▶ _WHAT YOU SHOULD DO_
For each line in the data below that holds "struct", return a copy.

▶ _SUPPLIED RECORDS_
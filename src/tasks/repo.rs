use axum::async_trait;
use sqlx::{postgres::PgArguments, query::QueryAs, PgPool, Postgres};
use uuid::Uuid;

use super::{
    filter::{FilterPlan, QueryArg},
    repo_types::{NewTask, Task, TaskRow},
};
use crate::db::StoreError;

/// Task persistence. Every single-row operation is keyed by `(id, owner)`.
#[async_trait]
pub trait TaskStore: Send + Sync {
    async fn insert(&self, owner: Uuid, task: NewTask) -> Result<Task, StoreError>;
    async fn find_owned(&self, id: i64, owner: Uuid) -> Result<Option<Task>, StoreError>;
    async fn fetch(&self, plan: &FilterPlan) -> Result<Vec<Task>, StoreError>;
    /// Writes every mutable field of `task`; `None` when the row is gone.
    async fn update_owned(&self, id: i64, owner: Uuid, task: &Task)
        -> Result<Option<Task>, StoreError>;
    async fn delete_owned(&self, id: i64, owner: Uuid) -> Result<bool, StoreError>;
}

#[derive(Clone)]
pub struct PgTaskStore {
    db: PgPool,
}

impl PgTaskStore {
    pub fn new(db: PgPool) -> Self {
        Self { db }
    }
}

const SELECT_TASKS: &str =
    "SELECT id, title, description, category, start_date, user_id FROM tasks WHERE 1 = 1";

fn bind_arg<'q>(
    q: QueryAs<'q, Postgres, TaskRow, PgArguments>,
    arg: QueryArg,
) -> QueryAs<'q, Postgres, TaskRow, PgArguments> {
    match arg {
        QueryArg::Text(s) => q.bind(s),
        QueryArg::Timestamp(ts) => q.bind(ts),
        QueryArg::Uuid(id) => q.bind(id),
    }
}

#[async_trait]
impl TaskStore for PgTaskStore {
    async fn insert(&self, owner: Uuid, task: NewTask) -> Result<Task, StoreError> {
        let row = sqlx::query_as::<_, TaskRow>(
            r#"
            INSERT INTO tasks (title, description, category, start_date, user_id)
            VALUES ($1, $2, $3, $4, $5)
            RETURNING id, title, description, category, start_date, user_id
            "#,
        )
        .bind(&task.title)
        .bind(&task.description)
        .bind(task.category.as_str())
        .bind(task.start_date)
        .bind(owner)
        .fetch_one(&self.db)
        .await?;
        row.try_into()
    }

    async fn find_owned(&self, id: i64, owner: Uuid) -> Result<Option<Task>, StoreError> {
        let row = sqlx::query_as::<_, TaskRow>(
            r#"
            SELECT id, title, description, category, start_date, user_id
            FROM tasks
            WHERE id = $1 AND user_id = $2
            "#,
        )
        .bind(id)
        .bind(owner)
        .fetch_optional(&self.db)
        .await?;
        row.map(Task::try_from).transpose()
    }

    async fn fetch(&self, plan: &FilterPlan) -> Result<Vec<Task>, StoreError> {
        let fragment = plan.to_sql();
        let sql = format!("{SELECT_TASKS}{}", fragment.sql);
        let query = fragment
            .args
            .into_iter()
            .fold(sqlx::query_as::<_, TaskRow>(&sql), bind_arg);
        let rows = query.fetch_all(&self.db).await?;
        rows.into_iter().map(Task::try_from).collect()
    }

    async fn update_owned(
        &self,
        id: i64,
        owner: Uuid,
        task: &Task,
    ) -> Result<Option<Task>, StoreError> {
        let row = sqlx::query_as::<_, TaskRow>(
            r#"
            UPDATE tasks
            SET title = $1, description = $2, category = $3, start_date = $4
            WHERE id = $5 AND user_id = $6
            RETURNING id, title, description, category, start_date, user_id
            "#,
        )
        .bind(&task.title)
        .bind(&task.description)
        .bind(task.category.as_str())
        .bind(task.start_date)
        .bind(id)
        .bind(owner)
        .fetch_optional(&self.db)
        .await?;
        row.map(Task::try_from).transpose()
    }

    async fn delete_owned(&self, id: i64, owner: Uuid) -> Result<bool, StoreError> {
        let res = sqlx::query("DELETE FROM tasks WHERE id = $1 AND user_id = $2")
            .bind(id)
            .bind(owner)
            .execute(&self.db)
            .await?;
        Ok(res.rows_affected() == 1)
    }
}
---
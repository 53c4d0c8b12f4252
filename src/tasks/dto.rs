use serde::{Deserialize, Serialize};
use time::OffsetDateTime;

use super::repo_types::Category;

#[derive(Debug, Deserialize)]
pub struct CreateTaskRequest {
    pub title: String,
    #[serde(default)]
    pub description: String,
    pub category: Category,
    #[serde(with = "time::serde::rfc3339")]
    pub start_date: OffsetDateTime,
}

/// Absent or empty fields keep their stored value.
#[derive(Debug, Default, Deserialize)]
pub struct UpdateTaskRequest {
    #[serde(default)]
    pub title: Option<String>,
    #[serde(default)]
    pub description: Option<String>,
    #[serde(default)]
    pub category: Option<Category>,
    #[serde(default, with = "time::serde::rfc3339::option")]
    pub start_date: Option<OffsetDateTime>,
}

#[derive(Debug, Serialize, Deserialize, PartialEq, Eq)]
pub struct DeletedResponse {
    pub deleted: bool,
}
---
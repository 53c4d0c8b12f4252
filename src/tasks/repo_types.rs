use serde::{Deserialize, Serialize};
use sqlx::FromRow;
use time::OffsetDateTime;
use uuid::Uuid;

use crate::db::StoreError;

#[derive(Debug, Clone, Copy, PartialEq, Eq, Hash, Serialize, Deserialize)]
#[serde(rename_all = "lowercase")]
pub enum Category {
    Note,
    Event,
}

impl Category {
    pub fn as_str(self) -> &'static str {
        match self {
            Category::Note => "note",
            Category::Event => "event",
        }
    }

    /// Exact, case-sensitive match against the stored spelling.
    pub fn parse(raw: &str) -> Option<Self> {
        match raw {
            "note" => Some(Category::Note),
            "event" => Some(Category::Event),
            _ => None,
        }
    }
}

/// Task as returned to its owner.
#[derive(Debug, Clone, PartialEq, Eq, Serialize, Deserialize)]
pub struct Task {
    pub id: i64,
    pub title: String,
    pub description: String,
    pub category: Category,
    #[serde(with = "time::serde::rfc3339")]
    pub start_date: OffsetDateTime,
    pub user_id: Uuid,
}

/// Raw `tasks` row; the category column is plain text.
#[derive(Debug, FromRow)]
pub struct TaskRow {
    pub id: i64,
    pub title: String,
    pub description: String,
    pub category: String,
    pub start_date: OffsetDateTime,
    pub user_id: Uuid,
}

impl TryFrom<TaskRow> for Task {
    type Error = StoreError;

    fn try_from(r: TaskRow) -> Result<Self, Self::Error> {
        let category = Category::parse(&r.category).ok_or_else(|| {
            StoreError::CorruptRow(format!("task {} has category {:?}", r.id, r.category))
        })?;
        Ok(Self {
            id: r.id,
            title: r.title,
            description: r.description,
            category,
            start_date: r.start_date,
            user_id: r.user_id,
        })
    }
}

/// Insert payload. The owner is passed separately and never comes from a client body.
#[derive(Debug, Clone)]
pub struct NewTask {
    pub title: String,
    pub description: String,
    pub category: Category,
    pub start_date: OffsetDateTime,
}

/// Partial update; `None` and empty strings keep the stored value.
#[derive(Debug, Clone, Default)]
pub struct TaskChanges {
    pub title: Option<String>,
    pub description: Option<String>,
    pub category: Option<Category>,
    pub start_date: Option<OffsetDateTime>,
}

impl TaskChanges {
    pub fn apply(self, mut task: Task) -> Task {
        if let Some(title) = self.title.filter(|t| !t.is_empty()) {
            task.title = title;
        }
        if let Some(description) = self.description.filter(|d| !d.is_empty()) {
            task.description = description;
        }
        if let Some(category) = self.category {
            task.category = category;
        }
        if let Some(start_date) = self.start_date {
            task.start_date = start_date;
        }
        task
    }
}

▶ _THE ANSWER_
pub struct PgTaskStore {
pub struct CreateTaskRequest {
pub struct UpdateTaskRequest {
pub struct DeletedResponse {
pub struct Task {
pub struct TaskRow {
pub struct NewTask {
pub struct TaskChanges {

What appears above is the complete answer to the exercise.